When clinicians are confronted by a patient with MS who does not respond to an SSRI or a selective norepinephrine reuptake inhibitor (SNRI)–SSRI, they must turn to the general psychiatry literature for guidance. Lithium may prove a useful adjunct, although lithium-promoted diuresis can lead to incontinence in MS patients with bladder dysfunction. Occasionally, electroconvulsive therapy (ECT) is required for intractably low mood. It is generally well tolerated, although a reported serious side effect is an exacerbation in the MS itself. The presence of contrast-enhancing lesions on MRI at the time of treatment signifies the possibility of an ECT-induced flare in disease (37).

Psychotherapy, particularly cognitive-behavioural therapy, has been shown to be as affective as sertraline in treating depression in MS patients (38). Further, this treatment may be administered via telephone to patients whose immobility precludes regular and frequent clinic attendance (39).

A fledgling attempt at providing a treatment algorithm for major depression associated with MS has been undertaken by the Consortium of Multiple Sclerosis Treatment Centers. The aim is to publish and distribute the consensus treatment guidelines (personal communication, Schitter RB and colleagues, 2004).
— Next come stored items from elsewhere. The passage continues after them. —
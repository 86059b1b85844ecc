//! Ledger engine.
//!
//! Keeps per-account balances and an append-only log of the entries that
//! produced them. Every balance change goes through the [`Engine`], which
//! applies it as one atomic unit together with its ledger entry, so that for
//! every account `balance == Σdeposits − Σwithdrawals` and `balance >= 0`.

pub use balances::Balance;
pub use clock::{Clock, SystemClock};
pub use commands::{DepositCmd, EntryPage, SortOrder, TransferCmd, WithdrawCmd};
pub use entries::{Entry, EntryKind};
pub use error::EngineError;
pub use money::MoneyCents;
pub use ops::{Engine, EngineBuilder};

mod balances;
mod clock;
mod commands;
mod entries;
mod error;
mod locks;
mod money;
mod ops;

type ResultEngine<T> = Result<T, EngineError>;
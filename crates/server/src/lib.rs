use axum::{Json, http::StatusCode, response::IntoResponse};
use engine::EngineError;

use serde::Serialize;
pub use server::{RequestId, router, run_with_listener};

mod balance;
mod server;
mod transactions;

pub mod types {
    pub mod balance {
        pub use api_types::balance::{BalanceQuery, BalanceView};
    }

    pub mod transaction {
        pub use api_types::transaction::{
            DepositNew, EntryKind, EntryView, TransactionsQuery, TransferNew, WithdrawNew,
        };
    }
}

/// Errors returned by the handlers.
///
/// - `Engine`: outcome of an engine call, mapped by variant.
/// - `Validation`: malformed query parameters (422).
/// - `Generic`: malformed request bodies (400).
#[derive(Debug)]
pub enum ServerError {
    Engine(EngineError),
    Validation(String),
    Generic(String),
}

#[derive(Serialize)]
struct Error {
    error: String,
}

fn status_for_engine_error(err: &EngineError) -> StatusCode {
    if err.is_validation() {
        return StatusCode::UNPROCESSABLE_ENTITY;
    }
    match err {
        EngineError::NotFound(_) => StatusCode::NOT_FOUND,
        EngineError::InsufficientFunds { .. } | EngineError::BalanceOverflow { .. } => {
            StatusCode::UNPROCESSABLE_ENTITY
        }
        _ => StatusCode::INTERNAL_SERVER_ERROR,
    }
}

fn message_for_engine_error(err: EngineError) -> String {
    match err {
        EngineError::Storage(db_err) => {
            tracing::error!("database error: {db_err}");
            "internal server error".to_string()
        }
        EngineError::Inconsistent(detail) => {
            tracing::error!("ledger inconsistency: {detail}");
            "internal server error".to_string()
        }
        other => other.to_string(),
    }
}

impl IntoResponse for ServerError {
    fn into_response(self) -> axum::response::Response {
        let (status, error) = match self {
            ServerError::Engine(err) => (status_for_engine_error(&err), message_for_engine_error(err)),
            ServerError::Validation(err) => (StatusCode::UNPROCESSABLE_ENTITY, err),
            ServerError::Generic(err) => (StatusCode::BAD_REQUEST, err),
        };

        (status, Json(Error { error })).into_response()
    }
}

impl From<EngineError> for ServerError {
    fn from(value: EngineError) -> Self {
        Self::Engine(value)
    }
}
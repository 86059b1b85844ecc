use sea_orm::{ColumnTrait, EntityTrait, QueryFilter, QueryOrder, QuerySelect};

use crate::{EngineError, Entry, EntryPage, ResultEngine, SortOrder, entries};

use super::{Engine, validate_account_id};

impl Engine {
    /// Lists one page of an account's ledger entries.
    ///
    /// Entries are ordered by `(timestamp, id)` in the requested direction, so
    /// `desc` is the exact reverse of `asc` even when timestamps tie. Unknown
    /// accounts and offsets past the end give an empty page.
    pub async fn list_entries(&self, account_id: i64, page: EntryPage) -> ResultEngine<Vec<Entry>> {
        validate_account_id(account_id)?;
        if page.limit == 0 {
            return Err(EngineError::InvalidPage("limit must be > 0".to_string()));
        }

        let query = entries::Entity::find().filter(entries::Column::AccountId.eq(account_id));
        let query = match page.order {
            SortOrder::Asc => query
                .order_by_asc(entries::Column::Timestamp)
                .order_by_asc(entries::Column::Id),
            SortOrder::Desc => query
                .order_by_desc(entries::Column::Timestamp)
                .order_by_desc(entries::Column::Id),
        };

        // The store binds LIMIT/OFFSET as signed 64-bit integers.
        query
            .offset(page.offset.min(i64::MAX as u64))
            .limit(page.limit.min(i64::MAX as u64))
            .all(&self.database)
            .await?
            .into_iter()
            .map(Entry::try_from)
            .collect()
    }
}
Other Disorders of Mood, Affect and Behaviour
There are no published guidelines for treating a manic episode in MS, and once again, medication regimes used in general psychiatry provide direction, with the cautionary advice of starting low and going slow with dosing. Lithium or valproic acid as mood stabilizers of choice may need to be bolstered with benzodiazepines for sedation. Should delusions accompany the mania, one of the newer antipsychotic agents, such as olanzapine or quetiapine, will be needed. The latter will also be required to treat patients who become psychotic in the absence of prominent mood symptoms. Treating these patients presents a considerable challenge, particularly if their delusional thinking is accompanied by marked agitation or motor overactivity. What is necessary pharmacologically to control behaviour is frequently countertherapeutic for MS: antipsychotic medication may further compromise balance, coordination, and strength already adversely affected by demyelination. A fine line separates adequate and necessary sedation from falls, incontinence, and incapacitating fatigue; finding the correct regime is often no more sophisticated than trial and error.
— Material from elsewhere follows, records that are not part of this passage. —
//! Schema management for the balance service database.
//!
//! Reads the target from `DATABASE_URL` (defaults to the service's local
//! `balance_service.db`) and applies one of `up`, `down`, `fresh`, `status`.
use sea_orm::Database;
use sea_orm_migration::prelude::*;

const DEFAULT_DATABASE_URL: &str = "sqlite:./balance_service.db?mode=rwc";
const USAGE: &str = "balance_service schema migrations\n\
                     \n\
                     usage: cargo run -p migration -- [up|down|fresh|status]\n\
                     \n\
                     DATABASE_URL selects the ledger database \
                     (default: sqlite:./balance_service.db?mode=rwc)";

enum Action {
    Up,
    Down,
    Fresh,
    Status,
}

impl Action {
    fn parse(arg: Option<&str>) -> Option<Self> {
        match arg.unwrap_or("up") {
            "up" => Some(Self::Up),
            "down" => Some(Self::Down),
            "fresh" => Some(Self::Fresh),
            "status" => Some(Self::Status),
            _ => None,
        }
    }
}

#[tokio::main]
async fn main() -> Result<(), Box<dyn std::error::Error + Send + Sync>> {
    let arg = std::env::args().nth(1);
    let Some(action) = Action::parse(arg.as_deref()) else {
        eprintln!("{USAGE}");
        std::process::exit(2);
    };

    let db_url =
        std::env::var("DATABASE_URL").unwrap_or_else(|_| DEFAULT_DATABASE_URL.to_string());
    let db = Database::connect(&db_url).await?;

    match action {
        Action::Up => migration::Migrator::up(&db, None).await?,
        // Rolls back the ledger tables; balances and entries are lost.
        Action::Down => migration::Migrator::down(&db, None).await?,
        Action::Fresh => migration::Migrator::fresh(&db).await?,
        Action::Status => migration::Migrator::status(&db).await?,
    }

    Ok(())
}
No treatment exists for euphoria, while PLC responds well to low-dosage amitriptyline (40), SSRIs (41), or dopamine- enhancing drugs such as levodopa and amantadine (42).

Cognitive Dysfunction

Although Charcot noted an “enfeeblement of memory” in MS patients, cognitive dysfunction was largely unrecognized for a century. The reason for this can be traced to the more subtle nature of cognitive impairment in MS, compared with quintessential dementing disorders such as Alzheimer’s disease. The more readily discernable deficits of aphasia, apraxia, and agnosia—so characteristic of predominantly cortical diseases—are generally absent in MS, where pathology is largely, but by no means exclusively, confined to subcortical white matter. Further, neurologists’ and psychiatrists’ reliance on the Mini-Mental State Examination (MMSE) (43) as the preferred means to rapidly screen for cognitive impairment may have contributed to the mistaken belief that cognition is spared in MS. Cited over 13 000 times in the behavioural sciences literature, the MMSE has been used in MS research, where scores in cognitively impaired patients were found to be significantly lower than in patients whose cognition was intact. However, even in patients with cognitive impairment, the mean MMSE is well above the cut-off point used to denote dementia, thereby compromising the clinical utility of the scale.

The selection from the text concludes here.